### RECORDS SHOWN
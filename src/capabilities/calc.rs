use super::paths::require_str;
use super::SessionContext;
use serde_json::Value;

pub fn handle_calculate(args: &Value, _ctx: &SessionContext) -> Result<String, String> {
    let expression = require_str(args, "expression")?;

    if expression
        .chars()
        .any(|c| !matches!(c, '0'..='9' | '+' | '-' | '*' | '/' | '(' | ')' | '.' | ' '))
    {
        return Err("expression contains unsupported characters".to_string());
    }

    let result = evaluate(expression)?;
    Ok(format!("{} = {}", expression, format_number(result)))
}

fn format_number(n: f64) -> String {
    if n.fract() == 0.0 && n.abs() < 1e15 {
        format!("{}", n as i64)
    } else {
        format!("{}", n)
    }
}

/// Recursive-descent evaluator for arithmetic expressions:
/// expr := term (('+'|'-') term)*, term := factor (('*'|'/') factor)*,
/// factor := number | '-' factor | '(' expr ')'
pub fn evaluate(expression: &str) -> Result<f64, String> {
    let tokens: Vec<char> = expression.chars().filter(|c| !c.is_whitespace()).collect();
    let mut parser = Parser { tokens, pos: 0 };
    let value = parser.expr()?;
    if parser.pos != parser.tokens.len() {
        return Err(format!(
            "unexpected character at position {}",
            parser.pos
        ));
    }
    Ok(value)
}

struct Parser {
    tokens: Vec<char>,
    pos: usize,
}

impl Parser {
    fn peek(&self) -> Option<char> {
        self.tokens.get(self.pos).copied()
    }

    fn expr(&mut self) -> Result<f64, String> {
        let mut value = self.term()?;
        while let Some(op @ ('+' | '-')) = self.peek() {
            self.pos += 1;
            let rhs = self.term()?;
            value = if op == '+' { value + rhs } else { value - rhs };
        }
        Ok(value)
    }

    fn term(&mut self) -> Result<f64, String> {
        let mut value = self.factor()?;
        while let Some(op @ ('*' | '/')) = self.peek() {
            self.pos += 1;
            let rhs = self.factor()?;
            if op == '*' {
                value *= rhs;
            } else {
                if rhs == 0.0 {
                    return Err("division by zero".to_string());
                }
                value /= rhs;
            }
        }
        Ok(value)
    }

    fn factor(&mut self) -> Result<f64, String> {
        match self.peek() {
            Some('-') => {
                self.pos += 1;
                Ok(-self.factor()?)
            }
            Some('(') => {
                self.pos += 1;
                let value = self.expr()?;
                if self.peek() != Some(')') {
                    return Err("missing closing parenthesis".to_string());
                }
                self.pos += 1;
                Ok(value)
            }
            Some(c) if c.is_ascii_digit() || c == '.' => self.number(),
            Some(c) => Err(format!("unexpected character '{}'", c)),
            None => Err("unexpected end of expression".to_string()),
        }
    }

    fn number(&mut self) -> Result<f64, String> {
        let start = self.pos;
        while matches!(self.peek(), Some(c) if c.is_ascii_digit() || c == '.') {
            self.pos += 1;
        }
        let literal: String = self.tokens[start..self.pos].iter().collect();
        literal
            .parse::<f64>()
            .map_err(|_| format!("invalid number '{}'", literal))
    }
}
use std::fmt;

#[derive(Debug)]
pub enum DeskmateError {
    ApiError {
        status: u16,
        message: String,
    },
    ConfigError(String),
    NetworkError(reqwest::Error),
    Timeout,
    IoError(std::io::Error),
    JsonError(serde_json::Error),
    YamlError(serde_yaml::Error),
    Other(String),
}

impl fmt::Display for DeskmateError {
    fn fmt(&self, f: &mut fmt::Formatter<'_>) -> fmt::Result {
        match self {
            DeskmateError::ApiError { status, message } => {
                write!(f, "API error (status {}): {}", status, message)
            }
            DeskmateError::ConfigError(msg) => write!(f, "Configuration error: {}", msg),
            DeskmateError::NetworkError(e) => write!(f, "Network error: {}", e),
            DeskmateError::Timeout => write!(f, "Request timeout"),
            DeskmateError::IoError(e) => write!(f, "IO error: {}", e),
            DeskmateError::JsonError(e) => write!(f, "JSON error: {}", e),
            DeskmateError::YamlError(e) => write!(f, "YAML error: {}", e),
            DeskmateError::Other(msg) => write!(f, "{}", msg),
        }
    }
}

impl std::error::Error for DeskmateError {
    fn source(&self) -> Option<&(dyn std::error::Error + 'static)> {
        match self {
            DeskmateError::NetworkError(e) => Some(e),
            DeskmateError::IoError(e) => Some(e),
            DeskmateError::JsonError(e) => Some(e),
            DeskmateError::YamlError(e) => Some(e),
            _ => None,
        }
    }
}

impl From<reqwest::Error> for DeskmateError {
    fn from(err: reqwest::Error) -> Self {
        if err.is_timeout() {
            DeskmateError::Timeout
        } else {
            DeskmateError::NetworkError(err)
        }
    }
}

impl From<std::io::Error> for DeskmateError {
    fn from(err: std::io::Error) -> Self {
        DeskmateError::IoError(err)
    }
}

impl From<serde_json::Error> for DeskmateError {
    fn from(err: serde_json::Error) -> Self {
        DeskmateError::JsonError(err)
    }
}

impl From<serde_yaml::Error> for DeskmateError {
    fn from(err: serde_yaml::Error) -> Self {
        DeskmateError::YamlError(err)
    }
}

impl From<anyhow::Error> for DeskmateError {
    fn from(err: anyhow::Error) -> Self {
        DeskmateError::Other(err.to_string())
    }
}

impl From<String> for DeskmateError {
    fn from(msg: String) -> Self {
        DeskmateError::Other(msg)
    }
}

impl From<&str> for DeskmateError {
    fn from(msg: &str) -> Self {
        DeskmateError::Other(msg.to_string())
    }
}

pub type Result<T> = std::result::Result<T, DeskmateError>;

### EXERCISE REQUIREMENTS
Only the lines from the first line of the material above through the line that contains "pub fn evaluate(expression: &str)" should be quoted, each one exactly.

### TASK ANSWER
filename src/capabilities/calc.rs
use super::paths::require_str;
use super::SessionContext;
use serde_json::Value;

pub fn handle_calculate(args: &Value, _ctx: &SessionContext) -> Result<String, String> {
    let expression = require_str(args, "expression")?;

    if expression
        .chars()
        .any(|c| !matches!(c, '0'..='9' | '+' | '-' | '*' | '/' | '(' | ')' | '.' | ' '))
    {
        return Err("expression contains unsupported characters".to_string());
    }

    let result = evaluate(expression)?;
    Ok(format!("{} = {}", expression, format_number(result)))
}

fn format_number(n: f64) -> String {
    if n.fract() == 0.0 && n.abs() < 1e15 {
        format!("{}", n as i64)
    } else {
        format!("{}", n)
    }
}

/// Recursive-descent evaluator for arithmetic expressions:
/// expr := term (('+'|'-') term)*, term := factor (('*'|'/') factor)*,
/// factor := number | '-' factor | '(' expr ')'
pub fn evaluate(expression: &str) -> Result<f64, String> {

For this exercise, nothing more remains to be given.